DATA PROVIDED section start

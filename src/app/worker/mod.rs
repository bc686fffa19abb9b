//! Download workers for single items and batches
//!
//! # Key Features
//!
//! - **Existence skip**: files already on disk are never fetched again
//! - **Atomic writes**: bodies stream into a `.tmp` sibling, then rename
//! - **Linear backoff**: attempt `n` is followed by a wait of `n` units
//! - **Bounded pool**: a fixed number of tasks drain a closed queue
//! - **First error wins**: a batch reports its first collected failure
//!
//! # Module Organization
//!
//! - [`config`] - Worker configuration with validation
//! - [`types`] - Batch outcomes and the aggregated report
//! - [`core`] - Single-item download with retry
//! - [`pool`] - Batch fan-out and aggregation
//! - [`downloader`] - [`Downloader`](crate::app::traits::Downloader) implementation

pub mod config;
pub mod core;
pub mod downloader;
pub mod pool;
pub mod types;

pub use config::{WorkerConfig, WorkerConfigBuilder};
pub use self::core::{DownloadWorker, DownloadWorkerBuilder, ItemTransfer};
pub use downloader::HttpDownloader;
pub use pool::WorkerPool;
pub use types::{BatchReport, ItemOutcome, WorkerResult};
//! Resolution feed document
//!
//! Shape of the publication media API response. Only the fields needed to
//! map titles to download links are decoded; everything else is ignored.

use std::collections::{BTreeMap, HashMap};

use serde::{Deserialize, Deserializer};

use crate::constants::site;

/// Top-level feed document: audio files grouped by language code
///
/// Languages are kept in a sorted map so the "last writer wins" rule for
/// duplicate titles is deterministic. A `null` anywhere in the document
/// decodes as the empty value instead of failing the whole feed.
#[derive(Debug, Default, Deserialize)]
pub struct FeedResponse {
    #[serde(default, deserialize_with = "null_as_default")]
    pub files: BTreeMap<String, Option<LanguageFiles>>,
}

/// Files published for one language
#[derive(Debug, Default, Deserialize)]
pub struct LanguageFiles {
    #[serde(rename = "MP3", default, deserialize_with = "null_as_default")]
    pub mp3: Vec<Option<AudioFile>>,
}

/// One audio file descriptor
#[derive(Debug, Default, Deserialize)]
pub struct AudioFile {
    #[serde(default, deserialize_with = "null_as_default")]
    pub title: String,
    #[serde(default, deserialize_with = "null_as_default")]
    pub file: FileRef,
}

/// Location of the binary
#[derive(Debug, Default, Deserialize)]
pub struct FileRef {
    #[serde(default, deserialize_with = "null_as_default")]
    pub url: String,
}

fn null_as_default<'de, D, T>(deserializer: D) -> Result<T, D::Error>
where
    D: Deserializer<'de>,
    T: Default + Deserialize<'de>,
{
    Ok(Option::<T>::deserialize(deserializer)?.unwrap_or_default())
}

/// Normalize a feed title into a cache key
///
/// Trims, strips the "play" prefix token and trims again. Titles that end
/// up with two characters or fewer are rejected.
pub fn normalize_title(raw: &str) -> Option<String> {
    let trimmed = raw.trim();
    let stripped = trimmed
        .strip_prefix(site::PLAY_PREFIX)
        .unwrap_or(trimmed)
        .trim();

    (stripped.chars().count() > site::MIN_TITLE_CHARS).then(|| stripped.to_string())
}

impl FeedResponse {
    /// Flatten every language into one title -> URL map
    ///
    /// Descriptors missing a title or URL are skipped. For duplicate
    /// normalized titles the last one seen wins.
    pub fn into_links(self) -> HashMap<String, String> {
        let mut links = HashMap::new();

        for files in self.files.into_values().flatten() {
            for audio in files.mp3.into_iter().flatten() {
                if audio.title.is_empty() || audio.file.url.is_empty() {
                    continue;
                }
                if let Some(title) = normalize_title(&audio.title) {
                    links.insert(title, audio.file.url);
                }
            }
        }

        links
    }
}

#[cfg(test)]
mod tests {
    use super::*;

    #[test]
    fn test_normalize_title_strips_play_prefix() {
        assert_eq!(
            normalize_title("  Reproduzir Canção A 2023 "),
            Some("Canção A 2023".to_string())
        );
        assert_eq!(normalize_title("Canção B"), Some("Canção B".to_string()));
    }

    #[test]
    fn test_normalize_title_rejects_short_titles() {
        assert_eq!(normalize_title("Reproduzir"), None);
        assert_eq!(normalize_title("Reproduzir ab"), None);
        // Length is counted in characters, not bytes
        assert_eq!(normalize_title("ção"), Some("ção".to_string()));
        assert_eq!(normalize_title("çã"), None);
    }

    #[test]
    fn test_into_links_skips_incomplete_descriptors() {
        let json = r#"{
            "files": {
                "T": {
                    "MP3": [
                        {"title": "Canção A", "file": {"url": "https://cdn/a.mp3"}, "filesize": 10},
                        {"title": "", "file": {"url": "https://cdn/empty.mp3"}},
                        {"title": "Sem link", "file": {"url": ""}},
                        {"title": "Reproduzir", "file": {"url": "https://cdn/short.mp3"}}
                    ],
                    "AAC": []
                }
            }
        }"#;

        let feed: FeedResponse = serde_json::from_str(json).unwrap();
        let links = feed.into_links();

        assert_eq!(links.len(), 1);
        assert_eq!(links.get("Canção A").map(String::as_str), Some("https://cdn/a.mp3"));
    }

    #[test]
    fn test_into_links_last_writer_wins() {
        let json = r#"{
            "files": {
                "E": {"MP3": [{"title": "Canção A", "file": {"url": "https://cdn/e.mp3"}}]},
                "T": {"MP3": [
                    {"title": "Canção A", "file": {"url": "https://cdn/t1.mp3"}},
                    {"title": "Reproduzir Canção A", "file": {"url": "https://cdn/t2.mp3"}}
                ]}
            }
        }"#;

        let feed: FeedResponse = serde_json::from_str(json).unwrap();
        let links = feed.into_links();

        assert_eq!(links.get("Canção A").map(String::as_str), Some("https://cdn/t2.mp3"));
    }

    #[test]
    fn test_missing_sections_decode_as_empty() {
        let feed: FeedResponse = serde_json::from_str(r#"{"files": {"T": {}}}"#).unwrap();
        assert!(feed.into_links().is_empty());

        let feed: FeedResponse = serde_json::from_str("{}").unwrap();
        assert!(feed.into_links().is_empty());
    }

    #[test]
    fn test_null_fields_decode_as_empty() {
        let json = r#"{
            "files": {
                "E": null,
                "S": {"MP3": null},
                "T": {
                    "MP3": [
                        null,
                        {"title": null, "file": {"url": "https://cdn/untitled.mp3"}},
                        {"title": "Sem arquivo", "file": null},
                        {"title": "Sem link", "file": {"url": null, "checksum": null}},
                        {
                            "title": "Canção A",
                            "file": {"url": "https://cdn/a.mp3", "modifiedDatetime": null, "checksum": null},
                            "filesize": null
                        }
                    ]
                }
            }
        }"#;

        let feed: FeedResponse = serde_json::from_str(json).unwrap();
        let links = feed.into_links();

        assert_eq!(links.len(), 1);
        assert_eq!(links.get("Canção A").map(String::as_str), Some("https://cdn/a.mp3"));

        let feed: FeedResponse = serde_json::from_str(r#"{"files": null}"#).unwrap();
        assert!(feed.into_links().is_empty());
    }
}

DATA PROVIDED section end

_EXERCISE DETAILS_: Without changing anything, repeat the whole listing.

_RESULT OF THE EXERCISE_:
filename src/app/worker/mod.rs
repository bc686fffa19abb9b
//! Download workers for single items and batches
//!
//! # Key Features
//!
//! - **Existence skip**: files already on disk are never fetched again
//! - **Atomic writes**: bodies stream into a `.tmp` sibling, then rename
//! - **Linear backoff**: attempt `n` is followed by a wait of `n` units
//! - **Bounded pool**: a fixed number of tasks drain a closed queue
//! - **First error wins**: a batch reports its first collected failure
//!
//! # Module Organization
//!
//! - [`config`] - Worker configuration with validation
//! - [`types`] - Batch outcomes and the aggregated report
//! - [`core`] - Single-item download with retry
//! - [`pool`] - Batch fan-out and aggregation
//! - [`downloader`] - [`Downloader`](crate::app::traits::Downloader) implementation

pub mod config;
pub mod core;
pub mod downloader;
pub mod pool;
pub mod types;

pub use config::{WorkerConfig, WorkerConfigBuilder};
pub use self::core::{DownloadWorker, DownloadWorkerBuilder, ItemTransfer};
pub use downloader::HttpDownloader;
pub use pool::WorkerPool;
pub use types::{BatchReport, ItemOutcome, WorkerResult};
//! Resolution feed document
//!
//! Shape of the publication media API response. Only the fields needed to
//! map titles to download links are decoded; everything else is ignored.

use std::collections::{BTreeMap, HashMap};

use serde::{Deserialize, Deserializer};

use crate::constants::site;

/// Top-level feed document: audio files grouped by language code
///
/// Languages are kept in a sorted map so the "last writer wins" rule for
/// duplicate titles is deterministic. A `null` anywhere in the document
/// decodes as the empty value instead of failing the whole feed.
#[derive(Debug, Default, Deserialize)]
pub struct FeedResponse {
    #[serde(default, deserialize_with = "null_as_default")]
    pub files: BTreeMap<String, Option<LanguageFiles>>,
}

/// Files published for one language
#[derive(Debug, Default, Deserialize)]
pub struct LanguageFiles {
    #[serde(rename = "MP3", default, deserialize_with = "null_as_default")]
    pub mp3: Vec<Option<AudioFile>>,
}

/// One audio file descriptor
#[derive(Debug, Default, Deserialize)]
pub struct AudioFile {
    #[serde(default, deserialize_with = "null_as_default")]
    pub title: String,
    #[serde(default, deserialize_with = "null_as_default")]
    pub file: FileRef,
}

/// Location of the binary
#[derive(Debug, Default, Deserialize)]
pub struct FileRef {
    #[serde(default, deserialize_with = "null_as_default")]
    pub url: String,
}

fn null_as_default<'de, D, T>(deserializer: D) -> Result<T, D::Error>
where
    D: Deserializer<'de>,
    T: Default + Deserialize<'de>,
{
    Ok(Option::<T>::deserialize(deserializer)?.unwrap_or_default())
}

/// Normalize a feed title into a cache key
///
/// Trims, strips the "play" prefix token and trims again. Titles that end
/// up with two characters or fewer are rejected.
pub fn normalize_title(raw: &str) -> Option<String> {
    let trimmed = raw.trim();
    let stripped = trimmed
        .strip_prefix(site::PLAY_PREFIX)
        .unwrap_or(trimmed)
        .trim();

    (stripped.chars().count() > site::MIN_TITLE_CHARS).then(|| stripped.to_string())
}

impl FeedResponse {
    /// Flatten every language into one title -> URL map
    ///
    /// Descriptors missing a title or URL are skipped. For duplicate
    /// normalized titles the last one seen wins.
    pub fn into_links(self) -> HashMap<String, String> {
        let mut links = HashMap::new();

        for files in self.files.into_values().flatten() {
            for audio in files.mp3.into_iter().flatten() {
                if audio.title.is_empty() || audio.file.url.is_empty() {
                    continue;
                }
                if let Some(title) = normalize_title(&audio.title) {
                    links.insert(title, audio.file.url);
                }
            }
        }

        links
    }
}

#[cfg(test)]
mod tests {
    use super::*;

    #[test]
    fn test_normalize_title_strips_play_prefix() {
        assert_eq!(
            normalize_title("  Reproduzir Canção A 2023 "),
            Some("Canção A 2023".to_string())
        );
        assert_eq!(normalize_title("Canção B"), Some("Canção B".to_string()));
    }

    #[test]
    fn test_normalize_title_rejects_short_titles() {
        assert_eq!(normalize_title("Reproduzir"), None);
        assert_eq!(normalize_title("Reproduzir ab"), None);
        // Length is counted in characters, not bytes
        assert_eq!(normalize_title("ção"), Some("ção".to_string()));
        assert_eq!(normalize_title("çã"), None);
    }

    #[test]
    fn test_into_links_skips_incomplete_descriptors() {
        let json = r#"{
            "files": {
                "T": {
                    "MP3": [
                        {"title": "Canção A", "file": {"url": "https://cdn/a.mp3"}, "filesize": 10},
                        {"title": "", "file": {"url": "https://cdn/empty.mp3"}},
                        {"title": "Sem link", "file": {"url": ""}},
                        {"title": "Reproduzir", "file": {"url": "https://cdn/short.mp3"}}
                    ],
                    "AAC": []
                }
            }
        }"#;

        let feed: FeedResponse = serde_json::from_str(json).unwrap();
        let links = feed.into_links();

        assert_eq!(links.len(), 1);
        assert_eq!(links.get("Canção A").map(String::as_str), Some("https://cdn/a.mp3"));
    }

    #[test]
    fn test_into_links_last_writer_wins() {
        let json = r#"{
            "files": {
                "E": {"MP3": [{"title": "Canção A", "file": {"url": "https://cdn/e.mp3"}}]},
                "T": {"MP3": [
                    {"title": "Canção A", "file": {"url": "https://cdn/t1.mp3"}},
                    {"title": "Reproduzir Canção A", "file": {"url": "https://cdn/t2.mp3"}}
                ]}
            }
        }"#;

        let feed: FeedResponse = serde_json::from_str(json).unwrap();
        let links = feed.into_links();

        assert_eq!(links.get("Canção A").map(String::as_str), Some("https://cdn/t2.mp3"));
    }

    #[test]
    fn test_missing_sections_decode_as_empty() {
        let feed: FeedResponse = serde_json::from_str(r#"{"files": {"T": {}}}"#).unwrap();
        assert!(feed.into_links().is_empty());

        let feed: FeedResponse = serde_json::from_str("{}").unwrap();
        assert!(feed.into_links().is_empty());
    }

    #[test]
    fn test_null_fields_decode_as_empty() {
        let json = r#"{
            "files": {
                "E": null,
                "S": {"MP3": null},
                "T": {
                    "MP3": [
                        null,
                        {"title": null, "file": {"url": "https://cdn/untitled.mp3"}},
                        {"title": "Sem arquivo", "file": null},
                        {"title": "Sem link", "file": {"url": null, "checksum": null}},
                        {
                            "title": "Canção A",
                            "file": {"url": "https://cdn/a.mp3", "modifiedDatetime": null, "checksum": null},
                            "filesize": null
                        }
                    ]
                }
            }
        }"#;

        let feed: FeedResponse = serde_json::from_str(json).unwrap();
        let links = feed.into_links();

        assert_eq!(links.len(), 1);
        assert_eq!(links.get("Canção A").map(String::as_str), Some("https://cdn/a.mp3"));

        let feed: FeedResponse = serde_json::from_str(r#"{"files": null}"#).unwrap();
        assert!(feed.into_links().is_empty());
    }
}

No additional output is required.